Canadian artist Erin Shirreff produces photography, sculpture, and video. Across all media, her work is fundamentally image-based, and her practice is rooted in the studio and in the process: material translations from two to three dimensions, from analog to digital, and vice versa. For her solo exhibition, Table Muse, Shirreff presents a collection of recent works that at first sight seem quite disparate but in fact speak the same language, are of equal monumentality, and share an auratic, durational quality. It is an interrelated body of work that explores the artist’s curiosity about different modes of attention and what happens within the uncertain moments of an aesthetic encounter.

For Shirreff, galleries and museums are some of the rare spaces that allow us to think without a script. With her work, she asks visitors to look, and look again.

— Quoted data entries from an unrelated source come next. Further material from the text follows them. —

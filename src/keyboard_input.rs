use crate::error::Result;
use crate::session::ControlCommand;
use crossterm::event::{self, Event, KeyCode, KeyEventKind};
use crossterm::terminal::{disable_raw_mode, enable_raw_mode};
use std::time::Duration;
use tokio::sync::mpsc;
use tokio::task;
use tokio_util::sync::CancellationToken;
use tracing::{debug, error, info, warn};

/// Keyboard controls for a running session
///
/// `c`/space confirms the shot, `s` stops the capture, `q`/Esc stops the session.
pub struct KeyboardInputHandler {
    controls: mpsc::Sender<ControlCommand>,
    cancellation_token: CancellationToken,
}

/// Map a key to a session control command
pub fn command_for_key(code: KeyCode) -> Option<ControlCommand> {
    match code {
        KeyCode::Char('c') | KeyCode::Char(' ') => Some(ControlCommand::Confirm),
        KeyCode::Char('s') => Some(ControlCommand::StopCapture),
        KeyCode::Char('q') | KeyCode::Esc => Some(ControlCommand::StopSession),
        _ => None,
    }
}

impl KeyboardInputHandler {
    pub fn new(controls: mpsc::Sender<ControlCommand>) -> Self {
        Self {
            controls,
            cancellation_token: CancellationToken::new(),
        }
    }

    /// Start listening for keyboard input
    pub async fn start(&self) -> Result<()> {
        info!("Starting keyboard controls - c: confirm, s: stop capture, q: stop session");

        let controls = self.controls.clone();
        let cancellation_token = self.cancellation_token.clone();

        // crossterm polling blocks, keep it off the runtime threads
        task::spawn_blocking(move || {
            if let Err(e) = enable_raw_mode() {
                error!("Failed to enable raw mode for keyboard input: {}", e);
                return;
            }

            loop {
                if cancellation_token.is_cancelled() {
                    debug!("Keyboard input handler stopping");
                    break;
                }

                match event::poll(Duration::from_millis(100)) {
                    Ok(true) => {
                        let Ok(Event::Key(key_event)) = event::read() else {
                            continue;
                        };
                        if key_event.kind != KeyEventKind::Press {
                            continue;
                        }
                        let Some(command) = command_for_key(key_event.code) else {
                            debug!("Key pressed: {:?}", key_event.code);
                            continue;
                        };

                        info!("Key {:?} -> {:?}", key_event.code, command);
                        if controls.blocking_send(command).is_err() {
                            debug!("Session no longer listening for controls");
                            break;
                        }
                        if command == ControlCommand::StopSession {
                            break;
                        }
                    }
                    Ok(false) => {}
                    Err(e) => {
                        warn!("Error polling for keyboard events: {}", e);
                    }
                }
            }

            if let Err(e) = disable_raw_mode() {
                error!("Failed to disable raw mode: {}", e);
            }
            debug!("Keyboard input handler task exited");
        });

        Ok(())
    }

    /// Stop the keyboard input handler
    pub async fn stop(&self) -> Result<()> {
        info!("Stopping keyboard input handler");
        self.cancellation_token.cancel();

        // Give the task a moment to clean up and disable raw mode
        tokio::time::sleep(Duration::from_millis(200)).await;
        let _ = disable_raw_mode();

        Ok(())
    }
}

She explains, “I use art as subject matter because art is an object of contemplation, and in the end, that—contemplation, thinking through looking—is what I’m most curious about.”

Paper sculpture (2024) and Table muse (2025) explore, each in a different way, the tension between surface and spatiality, between parts and the absent whole. Shirreff sources image fragments for these works from art anthologies published in the last 80 years, which she digitizes, enlarges, and reprints onto sheets of aluminum. The thin, now metal, images are cut into shapes and layered into sculptural collages within deep-set frames. The experimentation doesn’t remain on the plane of the image but extends into the physical vitrine-like space of the frame: reproduced and natural shadows, perceived and actual edges combine to shape new forms, new bodies.

Shirreff often constructs makeshift sculptures specifically to photograph, but since 2019, she has produced a series of bronze casts that derive from these ad hoc props. Maquette (A.P. no. 10) (2019) and Burnout (2024), included in the exhibition, both have origins in her earlier photographic work. The particularity of Shirreff’s bronze casts is that they can never be grasped in their entirety, similar to how photographic works are always only a fragment of something larger. Even when viewed repeatedly from all sides, these unyielding objects seem to remain in a state of continuous transformation.

Leaning against the wall are two recent sculptures from Shirreff’s ongoing series, Drop. In these works, heavy sheets of Cor-ten steel are layered one on top of another and are cut through with large, irregular apertures. Here, the negative space, the absence within the rectangles, is central. The silhouettes are precise but vague, and despite the physicality of the raw steel, they recall simple paper cutouts and remnants on a studio floor. These works correspond with a series of new cyanotype photograms from 2025, each uniquely toned various shades of deep red, brown, or navy blue, that depict a similar formal language: curves, edges, layers, and joins that are both exact and informal, specific and undefined.